React, Rethink, Reimagine: How law firms have responded to the Covid-19 pandemic

Just as the world’s medical professionals’ fight against this pandemic is far from over, our firms’ responses to managing in a changing world are also far from over.  The legal sector’s response to the pandemic has morphed from a sprint into a marathon, with the emergence of three key stages: React, Rethink, and Reimagine, as Peter Owen, founder of Lights-On Consulting explains.

The first government mandate to ‘work at home if you can’, necessitated a sprint-like, fast-react, ‘get things working in any way you can’ approach.
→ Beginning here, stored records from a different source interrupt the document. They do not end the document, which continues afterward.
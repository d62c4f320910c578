//! Durable store contract and the prediction repository.
//!
//! The store is a plain key-value collaborator holding JSON strings. Keys
//! are deterministic per (fixture, viewing-team) pair. The repository adds
//! record (de)serialization, the prior-community-view marker, and
//! load-time normalization toward "more locked".

mod file;

use thiserror::Error;

use crate::record::PredictionRecord;

pub use file::FileStore;

#[derive(Error, Debug)]
pub enum PersistError {
    #[error("IO error: {0}")]
    Io(#[from] std::io::Error),

    #[error("serialization error: {0}")]
    Serialization(#[from] serde_json::Error),

    #[error("store backend error: {0}")]
    Backend(String),
}

/// The durable key-value collaborator. Writes must be applied in call
/// order; values round-trip losslessly.
pub trait KeyValueStore {
    fn get(&self, key: &str) -> Result<Option<String>, PersistError>;
    fn set(&mut self, key: &str, value: &str) -> Result<(), PersistError>;
}

/// Deterministic record key: the fixture id, suffixed with the team id when
/// the user predicts for a specific one of two favorite teams.
pub fn record_key(fixture_id: &str, team_id: Option<&str>) -> String {
    match team_id {
        Some(team) => format!("prediction:{}:{}", fixture_id, team),
        None => format!("prediction:{}", fixture_id),
    }
}

/// Key of the secondary "previously viewed community data" marker. Kept
/// independent of the record so the fact survives record deletion.
pub fn marker_key(fixture_id: &str, team_id: Option<&str>) -> String {
    match team_id {
        Some(team) => format!("community_viewed:{}:{}", fixture_id, team),
        None => format!("community_viewed:{}", fixture_id),
    }
}

/// In-memory store for tests and embedding.
#[derive(Debug, Default, Clone)]
pub struct MemoryStore {
    entries: std::collections::HashMap<String, String>,
}

impl MemoryStore {
    pub fn new() -> Self {
        Self::default()
    }
}

impl KeyValueStore for MemoryStore {
    fn get(&self, key: &str) -> Result<Option<String>, PersistError> {
        Ok(self.entries.get(key).cloned())
    }

    fn set(&mut self, key: &str, value: &str) -> Result<(), PersistError> {
        self.entries.insert(key.to_string(), value.to_string());
        Ok(())
    }
}

/// Record persistence over any [`KeyValueStore`].
#[derive(Debug)]
pub struct PredictionRepository<S: KeyValueStore> {
    store: S,
}

impl<S: KeyValueStore> PredictionRepository<S> {
    pub fn new(store: S) -> Self {
        Self { store }
    }

    pub fn store(&self) -> &S {
        &self.store
    }

    /// Load the record for a (fixture, team) pair, if one exists.
    /// Inconsistent lock flags are normalized toward "more locked".
    pub fn load(
        &self,
        fixture_id: &str,
        team_id: Option<&str>,
    ) -> Result<Option<PredictionRecord>, PersistError> {
        let Some(json) = self.store.get(&record_key(fixture_id, team_id))? else {
            return Ok(None);
        };
        let mut record: PredictionRecord = serde_json::from_str(&json)?;
        record.normalize();
        Ok(Some(record))
    }

    /// Load the record, creating a fresh one when absent. A fresh record
    /// consults the prior-view marker: re-predicting a fixture whose
    /// community data was viewed in an earlier session starts flagged.
    pub fn load_or_create(
        &self,
        fixture_id: &str,
        team_id: Option<&str>,
    ) -> Result<PredictionRecord, PersistError> {
        if let Some(record) = self.load(fixture_id, team_id)? {
            return Ok(record);
        }

        let mut record = PredictionRecord::new();
        if self.prior_community_view(fixture_id, team_id)? {
            record.made_after_community_viewed = true;
            log::debug!(
                "fixture {} predicted anew after a prior community view; flagged for scoring",
                fixture_id
            );
        }
        Ok(record)
    }

    /// Persist the record. Callers invoke this after each user action so
    /// writes land in action order.
    pub fn save(
        &mut self,
        fixture_id: &str,
        team_id: Option<&str>,
        record: &PredictionRecord,
    ) -> Result<(), PersistError> {
        // The marker is written before the record: losing the record after a
        // community view must not lose the view fact.
        if record.has_viewed_community_data {
            self.store.set(&marker_key(fixture_id, team_id), "true")?;
        }

        let json = serde_json::to_string(record)?;
        self.store.set(&record_key(fixture_id, team_id), &json)?;
        log::debug!("saved prediction record for {}", record_key(fixture_id, team_id));
        Ok(())
    }

    /// Whether community data was viewed for this pair in any session.
    pub fn prior_community_view(
        &self,
        fixture_id: &str,
        team_id: Option<&str>,
    ) -> Result<bool, PersistError> {
        Ok(self.store.get(&marker_key(fixture_id, team_id))?.is_some())
    }
}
Then, as remote and hybrid working patterns began to settle, law firm leaders and their IT teams and advisers began to take a longer-term and more strategic view to rethink and reimagine a future for their firms in a post-Covid world.

Throughout all this, there has been an ever-growing and essential reliance on technology to communicate, work and progress the business, whilst being able to ‘work anywhere’.

Thinking back to the ‘React Phase’ of March 2020

During the initial phase of the pandemic, the sprint if you like, we were all made nervous with the fear of the unknown, fear for the health of our nearest and dearest and a general sense of unease at how long this would last for.

Whilst each law firm had a different technology infrastructure, the pandemic gave everyone a focused goal – to work at home effectively and efficiently.  Many firms had to effectively build a pontoon to ‘do the job.’

The pandemic also accelerated some projects: a roll-out of video conferencing may have been on the agenda, but its adoption was expedited by the homeworking requirement.

Thankfully, everyone was in the same boat.  Most clients were also working from home; they too had to contend with bandwidth issues, homeschooling, elderly care and Zoom/Microsoft Teams fatigue.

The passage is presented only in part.